A Iguatemi anunciou a venda de participações minoritárias em cinco shopping centers por R$ 876,1 milhões, operação realizada com o fundo TRX Real Estate FII (TRXF11). O negócio, que utiliza um cap rate médio de 7,3%, foi celebrado pelo mercado pelo volume de recursos e pelo potencial impacto na estrutura financeira da companhia. A empresa manterá o controle operacional dos empreendimentos mesmo após a alienação das fatias vendidas.

Segundo avaliação do Bradesco BBI, o montante corresponde a cerca de 12% do valor de mercado da Iguatemi. Para o banco, os recursos obtidos bastam para cobrir quase 60% do Capex previsto para 2026 e 2027, liberando capital para financiar novos investimentos e reforçar a gestão do portfólio.

O BTG Pactual mensurou a operação por outra métrica: os R$ 876,1 milhões equivalem a aproximadamente 10% do Enterprise Value (EV) da companhia, indicador que incorpora a dívida líquida. Analistas do BTG também observaram que os ativos envolvidos apresentam NOI por metro quadrado inferior à média do portfólio da Iguatemi.
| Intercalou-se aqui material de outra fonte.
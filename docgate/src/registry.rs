//! Collection handles and the per-connection registry that caches them.
//!
//! A [`CollectionHandle`] is a lightweight, name-scoped view of a connection.
//! It does not own a client: every operation looks up the connection's
//! current client at call time, waiting for the connection to become ready
//! first. Handles therefore stay valid across reconnects of their connection.
//!
//! Like the connection itself, each operation returns its `Result` directly
//! and has a `_with` variant that settles through a [`Callback`] instead.
//!
//! # Example
//!
//! ```ignore
//! use bson::doc;
//!
//! let carts = connection.collection("carts");
//! let id = carts.insert_one(doc! { "name": "My Cart" }).await?;
//! let cart = carts.find_by_id(&id).await?;
//! ```

use std::{
    collections::HashMap,
    sync::{Arc, Weak},
};
use bson::Document;
use parking_lot::Mutex;

use docgate_core::{
    client::DocumentClient,
    document::{DocumentExt, document_id, ensure_document_id},
    error::{DocumentStoreError, DocumentStoreResult},
    executor::{Callback, execute_operation},
    query::{FindOptions, format_query},
};

use crate::connection::ConnectionShared;


/// Cache of collection handles, keyed by name.
///
/// The first request for a name creates its handle; later requests return
/// the same `Arc`.
#[derive(Debug, Default)]
pub struct CollectionRegistry {
    handles: Mutex<HashMap<String, Arc<CollectionHandle>>>,
}

impl CollectionRegistry {
    pub(crate) fn get_or_create(&self, name: &str, connection: &Weak<ConnectionShared>) -> Arc<CollectionHandle> {
        self.handles
            .lock()
            .entry(name.to_string())
            .or_insert_with(|| {
                tracing::debug!(collection = name, "registering collection handle");
                Arc::new(CollectionHandle::new(name.to_string(), connection.clone()))
            })
            .clone()
    }

    /// Returns the handle registered under `name`, without creating one.
    pub fn get(&self, name: &str) -> Option<Arc<CollectionHandle>> {
        self.handles.lock().get(name).cloned()
    }

    pub fn len(&self) -> usize {
        self.handles.lock().len()
    }

    pub fn is_empty(&self) -> bool {
        self.handles.lock().is_empty()
    }
}


/// Operations on one named collection of a connection.
///
/// Every method waits until the owning connection is ready, runs through the
/// operation executor (so failures are logged once), and translates filter
/// documents before they reach the client.
#[derive(Debug)]
pub struct CollectionHandle {
    name: String,
    connection: Weak<ConnectionShared>,
}

impl CollectionHandle {
    fn new(name: String, connection: Weak<ConnectionShared>) -> Self {
        Self { name, connection }
    }

    /// Returns the name of this collection.
    pub fn name(&self) -> &str {
        &self.name
    }

    async fn client(&self) -> DocumentStoreResult<Arc<dyn DocumentClient>> {
        let connection = self
            .connection
            .upgrade()
            .ok_or_else(|| DocumentStoreError::ConnectionUnavailable("connection has been dropped".into()))?;

        connection.ready_client().await
    }

    async fn insert_with(&self, client: &dyn DocumentClient, mut document: Document) -> DocumentStoreResult<String> {
        let id = ensure_document_id(&mut document)?;
        client.insert_document(&self.name, &id, document).await?;

        Ok(id)
    }

    /// Inserts a document, assigning a fresh `_id` when it has none.
    ///
    /// # Arguments
    ///
    /// * `document` - The document to store. An existing document with the same id is replaced.
    ///
    /// # Returns
    ///
    /// The id the document was stored under.
    ///
    /// # Errors
    ///
    /// Returns [`DocumentStoreError::InvalidDocument`] if `_id` has an unsupported type,
    /// or the client's error.
    pub async fn insert_one(&self, document: Document) -> DocumentStoreResult<String> {
        execute_operation(self.insert_document(document), None).await
    }

    /// [`insert_one`](Self::insert_one), settling through `callback`.
    pub async fn insert_one_with(&self, document: Document, callback: Callback<String>) -> DocumentStoreResult<String> {
        execute_operation(self.insert_document(document), Some(callback)).await
    }

    async fn insert_document(&self, document: Document) -> DocumentStoreResult<String> {
        let client = self.client().await?;
        self.insert_with(client.as_ref(), document).await
    }

    /// Inserts documents one by one, in order.
    ///
    /// Stops at the first failure; documents inserted before it stay stored.
    pub async fn insert_many(&self, documents: Vec<Document>) -> DocumentStoreResult<Vec<String>> {
        execute_operation(self.insert_documents(documents), None).await
    }

    pub async fn insert_many_with(
        &self,
        documents: Vec<Document>,
        callback: Callback<Vec<String>>,
    ) -> DocumentStoreResult<Vec<String>> {
        execute_operation(self.insert_documents(documents), Some(callback)).await
    }

    async fn insert_documents(&self, documents: Vec<Document>) -> DocumentStoreResult<Vec<String>> {
        let client = self.client().await?;
        let mut ids = Vec::with_capacity(documents.len());

        for document in documents {
            ids.push(self.insert_with(client.as_ref(), document).await?);
        }

        Ok(ids)
    }

    /// Serializes `value` and inserts it like [`insert_one`](Self::insert_one).
    pub async fn insert_value<T>(&self, value: &T) -> DocumentStoreResult<String>
    where
        T: DocumentExt + Sync,
    {
        execute_operation(
            async {
                let document = value.to_document()?;
                self.insert_document(document).await
            },
            None,
        )
        .await
    }

    /// Returns the documents matching `filter`.
    ///
    /// # Arguments
    ///
    /// * `filter` - Field conditions; scalar values mean equality
    /// * `options` - Limit and projection. A collation makes the call fail.
    ///
    /// # Errors
    ///
    /// Returns [`DocumentStoreError::UnsupportedCapability`] if a collation is set.
    pub async fn find(&self, filter: Document, options: FindOptions) -> DocumentStoreResult<Vec<Document>> {
        execute_operation(self.find_documents(filter, options), None).await
    }

    /// [`find`](Self::find), settling through `callback`.
    pub async fn find_with(
        &self,
        filter: Document,
        options: FindOptions,
        callback: Callback<Vec<Document>>,
    ) -> DocumentStoreResult<Vec<Document>> {
        execute_operation(self.find_documents(filter, options), Some(callback)).await
    }

    /// Like [`find`](Self::find), deserializing each document into `T`.
    pub async fn find_as<T>(&self, filter: Document, options: FindOptions) -> DocumentStoreResult<Vec<T>>
    where
        T: DocumentExt + Send,
    {
        execute_operation(
            async {
                self.find_documents(filter, options)
                    .await?
                    .into_iter()
                    .map(T::from_document)
                    .collect::<DocumentStoreResult<Vec<T>>>()
            },
            None,
        )
        .await
    }

    /// Returns the first document matching `filter`, if any.
    pub async fn find_one(&self, filter: Document, options: FindOptions) -> DocumentStoreResult<Option<Document>> {
        execute_operation(self.find_first(filter, options), None).await
    }

    pub async fn find_one_with(
        &self,
        filter: Document,
        options: FindOptions,
        callback: Callback<Option<Document>>,
    ) -> DocumentStoreResult<Option<Document>> {
        execute_operation(self.find_first(filter, options), Some(callback)).await
    }

    async fn find_first(&self, filter: Document, options: FindOptions) -> DocumentStoreResult<Option<Document>> {
        let options = FindOptions { limit: Some(1), ..options };

        Ok(self
            .find_documents(filter, options)
            .await?
            .into_iter()
            .next())
    }

    pub async fn find_by_id(&self, id: &str) -> DocumentStoreResult<Option<Document>> {
        execute_operation(self.get_document(id), None).await
    }

    pub async fn find_by_id_with(
        &self,
        id: &str,
        callback: Callback<Option<Document>>,
    ) -> DocumentStoreResult<Option<Document>> {
        execute_operation(self.get_document(id), Some(callback)).await
    }

    async fn get_document(&self, id: &str) -> DocumentStoreResult<Option<Document>> {
        self.client().await?.get_document(&self.name, id).await
    }

    /// Counts the documents matching `filter`.
    ///
    /// Counts what a single search returns. The REST client reads one page
    /// of at most [`MAX_PAGE_SIZE`](docgate_rest::MAX_PAGE_SIZE) documents,
    /// so larger result sets are undercounted.
    pub async fn count_documents(&self, filter: Document) -> DocumentStoreResult<usize> {
        execute_operation(self.count(filter), None).await
    }

    pub async fn count_documents_with(&self, filter: Document, callback: Callback<usize>) -> DocumentStoreResult<usize> {
        execute_operation(self.count(filter), Some(callback)).await
    }

    async fn count(&self, filter: Document) -> DocumentStoreResult<usize> {
        Ok(self
            .find_documents(filter, FindOptions::default())
            .await?
            .len())
    }

    /// Merges `changes` into the document stored under `id`.
    ///
    /// # Errors
    ///
    /// Returns [`DocumentStoreError::DocumentNotFound`] if there is no such document.
    pub async fn update_by_id(&self, id: &str, changes: Document) -> DocumentStoreResult<()> {
        execute_operation(self.patch_document(id, changes), None).await
    }

    pub async fn update_by_id_with(&self, id: &str, changes: Document, callback: Callback<()>) -> DocumentStoreResult<()> {
        execute_operation(self.patch_document(id, changes), Some(callback)).await
    }

    async fn patch_document(&self, id: &str, changes: Document) -> DocumentStoreResult<()> {
        self.client().await?.patch_document(&self.name, id, changes).await
    }

    pub async fn delete_by_id(&self, id: &str) -> DocumentStoreResult<()> {
        execute_operation(self.delete_document(id), None).await
    }

    pub async fn delete_by_id_with(&self, id: &str, callback: Callback<()>) -> DocumentStoreResult<()> {
        execute_operation(self.delete_document(id), Some(callback)).await
    }

    async fn delete_document(&self, id: &str) -> DocumentStoreResult<()> {
        self.client().await?.delete_document(&self.name, id).await
    }

    /// Deletes every document matching `filter` and returns how many were deleted.
    ///
    /// Deletes what a single search returns. With the REST client that is one
    /// page of at most [`MAX_PAGE_SIZE`](docgate_rest::MAX_PAGE_SIZE)
    /// documents; call again until it returns 0 to clear larger sets.
    pub async fn delete_many(&self, filter: Document) -> DocumentStoreResult<usize> {
        execute_operation(self.delete_matching(filter), None).await
    }

    pub async fn delete_many_with(&self, filter: Document, callback: Callback<usize>) -> DocumentStoreResult<usize> {
        execute_operation(self.delete_matching(filter), Some(callback)).await
    }

    async fn delete_matching(&self, filter: Document) -> DocumentStoreResult<usize> {
        let client = self.client().await?;
        let predicate = format_query(&filter, &FindOptions::default())?;
        let ids = client
            .find_documents(&self.name, &predicate, &FindOptions::default())
            .await?
            .iter()
            .filter_map(document_id)
            .collect::<Vec<_>>();

        for id in &ids {
            client.delete_document(&self.name, id).await?;
        }

        Ok(ids.len())
    }

    async fn find_documents(&self, filter: Document, options: FindOptions) -> DocumentStoreResult<Vec<Document>> {
        let predicate = format_query(&filter, &options)?;

        self.client()
            .await?
            .find_documents(&self.name, &predicate, &options)
            .await
    }
}
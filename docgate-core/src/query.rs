//! Query translation from in-process filter documents to remote predicates.
//!
//! Callers express filters the way they would against an embedded document
//! database: a document mapping field names to either bare values or operator
//! documents. The remote store only understands explicit operators, so
//! [`format_query`] rewrites every bare scalar into an equality predicate:
//!
//! ```ignore
//! use bson::doc;
//! use docgate_core::query::{FindOptions, format_query};
//!
//! let predicate = format_query(&doc! { "name": "Cart" }, &FindOptions::default())?;
//!
//! assert_eq!(predicate.as_document(), &doc! { "name": { "$eq": "Cart" } });
//! ```
//!
//! Operator documents, nested documents and arrays pass through untouched, and
//! `null` values are kept as they are.

use bson::{Bson, Document};

use crate::error::{DocumentStoreError, DocumentStoreResult};

/// The operator used for explicit equality predicates.
pub const EQUALS: &str = "$eq";

/// The kind of a filter value, decided by its BSON variant.
#[derive(Debug, Clone, Copy, PartialEq, Eq)]
pub enum ValueKind {
    /// `null` or undefined.
    Absent,
    Text,
    /// Any integer, floating point or decimal value.
    Number,
    Boolean,
    /// A generated document identifier.
    Identifier,
    /// Operator documents, nested documents, arrays and every other BSON type.
    Other,
}

impl ValueKind {
    pub fn of(value: &Bson) -> Self {
        match value {
            Bson::Null | Bson::Undefined => ValueKind::Absent,
            Bson::String(_) => ValueKind::Text,
            Bson::Int32(_) | Bson::Int64(_) | Bson::Double(_) | Bson::Decimal128(_) => ValueKind::Number,
            Bson::Boolean(_) => ValueKind::Boolean,
            Bson::ObjectId(_) => ValueKind::Identifier,
            _ => ValueKind::Other,
        }
    }

    /// Whether values of this kind are rewritten into equality predicates.
    pub fn is_scalar(self) -> bool {
        matches!(
            self,
            ValueKind::Text | ValueKind::Number | ValueKind::Boolean | ValueKind::Identifier
        )
    }
}

/// A filter in the shape the remote store expects.
///
/// Every field maps to an operator document, a pass-through structure, or
/// `null`. Field order follows the input query.
#[derive(Debug, Clone, Default, PartialEq)]
pub struct Predicate(Document);

impl Predicate {
    /// A predicate that matches every document.
    pub fn all() -> Self {
        Predicate(Document::new())
    }

    pub fn is_empty(&self) -> bool {
        self.0.is_empty()
    }

    pub fn as_document(&self) -> &Document {
        &self.0
    }

    pub fn into_document(self) -> Document {
        self.0
    }

    pub fn iter(&self) -> impl Iterator<Item = (&String, &Bson)> {
        self.0.iter()
    }
}

/// Options accepted by query-bearing operations.
#[derive(Debug, Clone, Default, PartialEq)]
pub struct FindOptions {
    /// Collation settings. The remote store has no collation support, so any
    /// value here makes the query fail.
    pub collation: Option<Document>,
    /// Maximum number of documents to return.
    pub limit: Option<usize>,
    /// Fields to project. `None` returns whole documents.
    pub fields: Option<Vec<String>>,
}

impl FindOptions {
    pub fn builder() -> FindOptionsBuilder {
        FindOptionsBuilder::default()
    }
}

#[derive(Debug, Clone, Default)]
pub struct FindOptionsBuilder {
    options: FindOptions,
}

impl FindOptionsBuilder {
    pub fn collation(mut self, collation: Document) -> Self {
        self.options.collation = Some(collation);
        self
    }

    pub fn limit(mut self, limit: usize) -> Self {
        self.options.limit = Some(limit);
        self
    }

    pub fn fields<I, S>(mut self, fields: I) -> Self
    where
        I: IntoIterator<Item = S>,
        S: Into<String>,
    {
        self.options.fields = Some(fields.into_iter().map(Into::into).collect());
        self
    }

    pub fn build(self) -> FindOptions {
        self.options
    }
}

/// Normalizes a filter document into a [`Predicate`].
///
/// # Errors
///
/// Returns [`DocumentStoreError::UnsupportedCapability`] whenever
/// `options.collation` is set, whatever the query contains.
pub fn format_query(query: &Document, options: &FindOptions) -> DocumentStoreResult<Predicate> {
    if options.collation.is_some() {
        return Err(DocumentStoreError::UnsupportedCapability(
            "Collations are not supported".to_string(),
        ));
    }

    Ok(Predicate(
        query
            .iter()
            .map(|(field, value)| (field.clone(), normalize(value)))
            .collect(),
    ))
}

fn normalize(value: &Bson) -> Bson {
    if ValueKind::of(value).is_scalar() {
        Bson::Document(Document::from_iter([(EQUALS.to_string(), value.clone())]))
    } else {
        value.clone()
    }
}
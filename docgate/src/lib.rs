//! Main docgate crate: a stateful connection layer over a stateless,
//! REST-based document store.
//!
//! This crate is the primary entry point of the docgate workspace. It provides
//! the [`Connection`] state machine and collection handles, and re-exports the
//! core types and the bundled clients.
//!
//! # Features
//!
//! - **Connection lifecycle** - Operations issued while connecting are deferred until the client is attached
//! - **Token resolution** - Application tokens from the URI, or exchanged from credentials
//! - **Query translation** - Scalar filters are normalized into `$eq` predicates
//! - **Dual calling convention** - Every operation returns a `Result`; `_with` variants take a callback
//!
//! # Quick Start
//!
//! ```ignore
//! use docgate::prelude::*;
//! use bson::doc;
//!
//! #[tokio::main]
//! async fn main() -> DocumentStoreResult<()> {
//!     let uri = build_production_uri("db-id", "us-east1", Some("ks1"), Some("AstraCS:token"), Some("info"))?;
//!
//!     let connection = Connection::builder().build();
//!     connection.open(&uri, OpenOptions::default()).await?;
//!
//!     let carts = connection.collection("carts");
//!     let id = carts.insert_one(doc! { "name": "My Cart", "total": 25 }).await?;
//!
//!     let found = carts
//!         .find(doc! { "name": "My Cart" }, FindOptions::default())
//!         .await?;
//!     println!("{} cart(s), first id {}", found.len(), id);
//!
//!     connection.close().await
//! }
//! ```
//!
//! # Self-hosted Stargate
//!
//! ```ignore
//! use docgate::prelude::*;
//!
//! let uri = CredentialResolver::new()
//!     .build_stargate_uri(
//!         "http://localhost:8082",
//!         "http://localhost:8081/v1/auth",
//!         "ks1",
//!         "cassandra",
//!         "cassandra",
//!         Some("debug"),
//!     )
//!     .await?;
//!
//! Connection::builder().build().open(&uri, OpenOptions::default()).await?;
//! ```
//!
//! # Clients
//!
//! - [`rest`] - The documents REST API over HTTP (default)
//! - [`memory`] - In-memory store for development and testing

pub mod connection;
pub mod logging;
pub mod prelude;
pub mod registry;
pub mod state;

pub use docgate_core::{client, descriptor, document, error, executor, query};

pub use connection::{Connection, ConnectionBuilder, DocumentConnection, OpenOptions};
pub use registry::{CollectionHandle, CollectionRegistry};
pub use state::ConnectionState;

// Re-export BSON types for convenience
pub use bson;

/// In-memory client implementation.
pub mod memory {
    pub use docgate_memory::{InMemoryClient, InMemoryConnector};
}

/// REST client implementation and credential exchange.
pub mod rest {
    pub use docgate_rest::{CredentialResolver, Credentials, MAX_PAGE_SIZE, RestClient, RestConnector, TOKEN_HEADER};
}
O mercado ainda acompanhou o efeito da notícia sobre as ações da empresa. Por volta das 10h16 (Brasília UTC-3) desta segunda-feira (10), os papéis subiam 1,64%, sendo negociados a R$ 24,73.

Em termos de alavancagem, a Iguatemi mantém relação entre dívida líquida e Ebitda inferior a duas vezes, indicador levado em conta por investidores ao avaliar a operação. A transação é vista como parte de uma estratégia de reciclagem de capital, na qual a companhia converte parcelas de seu portfólio em recursos líquidos para financiar expansão, sem aumentar de forma relevante seu endividamento.

O Citi também avaliou a operação de maneira favorável, destacando as condições financeiras do acordo e o avanço da estratégia de liberação de capital adotada pela empresa.

Iguatemi vende participações em cinco shoppings e capta R$ 876,1 milhões

Imagem: Divulgação

Bancos projetam ações entre R$ 25 e R$ 34

O desfecho da transação influenciou recomendações sobre as ações da Iguatemi. O BTG Pactual manteve recomendação de compra para IGTI11 e preço-alvo de R$ 25. Já o Bradesco BBI também recomenda compra, mas fixa preço-alvo em R$ 34, nível que, considerando a cotação de R$ 24,73 registrada na manhã de segunda, representa uma diferença de aproximadamente 37% em relação ao valor negociado naquele momento.

A combinação entre os R$ 876,1 milhões levantados, a cobertura de quase 60% dos investimentos previstos para 2026 e 2027 e a manutenção de alavancagem abaixo de duas vezes ajuda a explicar a recepção positiva do mercado à operação. Mais do que reduzir participações, a Iguatemi transforma parte de seu portfólio em capital para financiar os próximos movimentos da companhia.